My idea on the topic is such that if any part you add doesn’t help convey the message you want, it is unnecessary. Now, this won’t work every time, because some times you have a clear picture of the sound you want in your head and it’s simply not necessary to wonder when the track is finished. Other times though, when you are experimenting, you have to consider whether or not each addition you make makes your message clearer or not.

Personally, I think that simplicity is the key to making compelling music. Even if you consider King Crimson’s Discipline album, despite being the collection of some of the most complicated music ever made, each song is so very simple in its core. There are no unnecessary parts.
That’s what you should aim for. Songs with no unnecessary parts.

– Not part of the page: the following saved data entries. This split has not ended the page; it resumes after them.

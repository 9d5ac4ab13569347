//! `.lnk` part-hierarchy codec.
//!
//! A link file is a flat list of (child, parent) name pairs describing
//! the attachment tree of a model's parts. The in-memory form is a
//! child-to-parent map; insertion order is preserved so an encode after
//! a decode reproduces the record order.

use std::collections::{HashMap, HashSet, VecDeque};

use crate::util::{cp1251, Error, Reader, Result, Writer};

/// Child-to-parent attachment map for a model's parts.
#[derive(Debug, Clone, Default, PartialEq, Eq)]
pub struct LinkGraph {
    links: Vec<(String, Option<String>)>,
    index: HashMap<String, usize>,
}

impl LinkGraph {
    /// Create an empty graph.
    pub fn new() -> Self {
        Self::default()
    }

    /// Number of parts.
    #[inline]
    pub fn len(&self) -> usize {
        self.links.len()
    }

    /// True when the graph holds no parts.
    #[inline]
    pub fn is_empty(&self) -> bool {
        self.links.is_empty()
    }

    /// Insert or replace a part. `parent` of `None` marks the root.
    pub fn add(&mut self, child: impl Into<String>, parent: Option<String>) {
        let child = child.into();
        if let Some(&idx) = self.index.get(&child) {
            self.links[idx].1 = parent;
        } else {
            self.index.insert(child.clone(), self.links.len());
            self.links.push((child, parent));
        }
    }

    /// Parent of a part, `None` for the root.
    pub fn parent_of(&self, child: &str) -> Result<Option<&str>> {
        self.index
            .get(child)
            .map(|&idx| self.links[idx].1.as_deref())
            .ok_or_else(|| Error::hierarchy(format!("unknown part {child:?}")))
    }

    /// Iterate (child, parent) pairs in insertion order.
    pub fn iter(&self) -> impl Iterator<Item = (&str, Option<&str>)> {
        self.links.iter().map(|(c, p)| (c.as_str(), p.as_deref()))
    }

    /// Part names in insertion order.
    pub fn part_names(&self) -> Vec<String> {
        self.links.iter().map(|(c, _)| c.clone()).collect()
    }

    /// The single root part.
    ///
    /// Fails when the graph has no root or more than one.
    pub fn root(&self) -> Result<&str> {
        let mut roots = self.links.iter().filter(|(_, p)| p.is_none());
        let first = roots
            .next()
            .ok_or_else(|| Error::hierarchy("hierarchy has no root part"))?;
        if let Some(second) = roots.next() {
            return Err(Error::hierarchy(format!(
                "hierarchy has multiple roots: {:?} and {:?}",
                first.0, second.0
            )));
        }
        Ok(&first.0)
    }

    /// Check the graph is a single-rooted tree: exactly one root, every
    /// parent a known part, every part reachable from the root.
    pub fn validate(&self) -> Result<()> {
        self.root()?;
        for (child, parent) in self.iter() {
            if let Some(parent) = parent {
                if !self.index.contains_key(parent) {
                    return Err(Error::hierarchy(format!(
                        "part {child:?} links to unknown parent {parent:?}"
                    )));
                }
            }
        }
        let order = self.topological_order()?;
        if order.len() != self.links.len() {
            return Err(Error::hierarchy("hierarchy has parts unreachable from the root"));
        }
        Ok(())
    }

    /// Parts in parents-before-children order, breadth first from the
    /// root. Siblings come alphabetically, then stably by name length.
    pub fn topological_order(&self) -> Result<Vec<String>> {
        let root = self.root()?;

        let mut children: HashMap<&str, Vec<&str>> = HashMap::new();
        for (child, parent) in self.iter() {
            if let Some(parent) = parent {
                children.entry(parent).or_default().push(child);
            }
        }
        for siblings in children.values_mut() {
            siblings.sort_unstable();
            siblings.sort_by_key(|name| name.len());
        }

        let mut order = Vec::with_capacity(self.links.len());
        let mut seen = HashSet::new();
        let mut queue = VecDeque::from([root]);
        seen.insert(root);
        while let Some(part) = queue.pop_front() {
            order.push(part.to_string());
            if let Some(siblings) = children.get(part) {
                for &child in siblings {
                    if seen.insert(child) {
                        queue.push_back(child);
                    }
                }
            }
        }
        Ok(order)
    }

    /// Decode a link file.
    pub fn decode(data: &[u8]) -> Result<Self> {
        let mut reader = Reader::new(data);
        let count = reader.read_i32()?;
        if count < 0 {
            return Err(Error::malformed(format!("negative link count {count}")));
        }

        let mut graph = Self::new();
        for _ in 0..count {
            let child = read_name(&mut reader)?
                .ok_or_else(|| Error::malformed("link record with empty part name"))?;
            let parent = read_name(&mut reader)?;
            graph.add(child, parent);
        }
        Ok(graph)
    }

    /// Encode as a link file.
    pub fn encode(&self) -> Result<Vec<u8>> {
        let mut writer = Writer::new();
        writer.write_i32(self.links.len() as i32);
        for (child, parent) in self.iter() {
            write_name(&mut writer, Some(child))?;
            write_name(&mut writer, parent)?;
        }
        Ok(writer.into_bytes())
    }
}

/// Read one length-prefixed, nul-terminated name. Zero length means the
/// name is absent.
fn read_name(reader: &mut Reader<'_>) -> Result<Option<String>> {
    let len = reader.read_i32()?;
    if len < 0 {
        return Err(Error::malformed(format!("negative name length {len}")));
    }
    if len == 0 {
        return Ok(None);
    }
    let bytes = reader.read_bytes(len as usize)?;
    let trimmed = bytes.iter().rposition(|&b| b != 0).map_or(0, |i| i + 1);
    Ok(Some(cp1251::decode(&bytes[..trimmed])))
}

fn write_name(writer: &mut Writer, name: Option<&str>) -> Result<()> {
    match name {
        Some(name) => {
            let encoded = cp1251::encode(name)?;
            writer.write_i32(encoded.len() as i32 + 1);
            writer.write_bytes(&encoded);
            writer.write_u8(0);
        }
        None => writer.write_i32(0),
    }
    Ok(())
}

#[cfg(test)]
mod tests {
    use super::*;

    fn sample() -> LinkGraph {
        let mut graph = LinkGraph::new();
        graph.add("base", None);
        graph.add("larm", Some("base".to_string()));
        graph.add("rarm", Some("base".to_string()));
        graph.add("hand", Some("larm".to_string()));
        graph
    }

    #[test]
    fn test_roundtrip_preserves_order() {
        let graph = sample();
        let bytes = graph.encode().unwrap();
        let decoded = LinkGraph::decode(&bytes).unwrap();
        assert_eq!(decoded, graph);
        assert_eq!(decoded.encode().unwrap(), bytes);
    }

    #[test]
    fn test_root_and_validate() {
        let graph = sample();
        assert_eq!(graph.root().unwrap(), "base");
        graph.validate().unwrap();

        let mut two_roots = sample();
        two_roots.add("stray", None);
        assert!(matches!(two_roots.root(), Err(Error::HierarchyError(_))));

        let mut dangling = sample();
        dangling.add("foot", Some("missing".to_string()));
        assert!(matches!(dangling.validate(), Err(Error::HierarchyError(_))));
    }

    #[test]
    fn test_topological_order_bfs() {
        let mut graph = LinkGraph::new();
        graph.add("hand", Some("arm".to_string()));
        graph.add("torso", None);
        graph.add("head", Some("torso".to_string()));
        graph.add("arm", Some("torso".to_string()));
        let order = graph.topological_order().unwrap();
        // siblings alphabetical, then stable by length: arm before head
        assert_eq!(order, ["torso", "arm", "head", "hand"]);
    }

    #[test]
    fn test_decode_rejects_garbage() {
        assert!(LinkGraph::decode(&[0xFF; 2]).is_err());
        let mut w = Writer::new();
        w.write_i32(1);
        w.write_i32(0); // empty child name
        w.write_i32(0);
        assert!(LinkGraph::decode(&w.into_bytes()).is_err());
    }

    #[test]
    fn test_nul_padding_stripped() {
        let mut w = Writer::new();
        w.write_i32(1);
        w.write_i32(6);
        w.write_bytes(b"box\0\0\0");
        w.write_i32(0);
        let graph = LinkGraph::decode(&w.into_bytes()).unwrap();
        assert_eq!(graph.root().unwrap(), "box");
    }
}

Let me know in the comments how you figure out when your songs are finished!


Written by majorshake

May 27, 2011 at 12:15 pm

4 Responses

Subscribe to comments with RSS.

  1. Pretty interesting topic.A lot of times I know my track is “finished” only after hearing it multiple times.I usually wait a couple days after its mixed then listen again when my ears refreshed to get a new perspective on it.If everything still sounds good,that’s how I know it’s finished

    Wordplay Metzger

    May 27, 2011 at 3:27 pm

    • That’s definitely a good way to go about it. I think that while we’re building up the track in the first place, by listening to it over and over again we lose the perspective we need to ensure the quality of our work. If you listen to something over and over again, eventually it will just start sounding right to you.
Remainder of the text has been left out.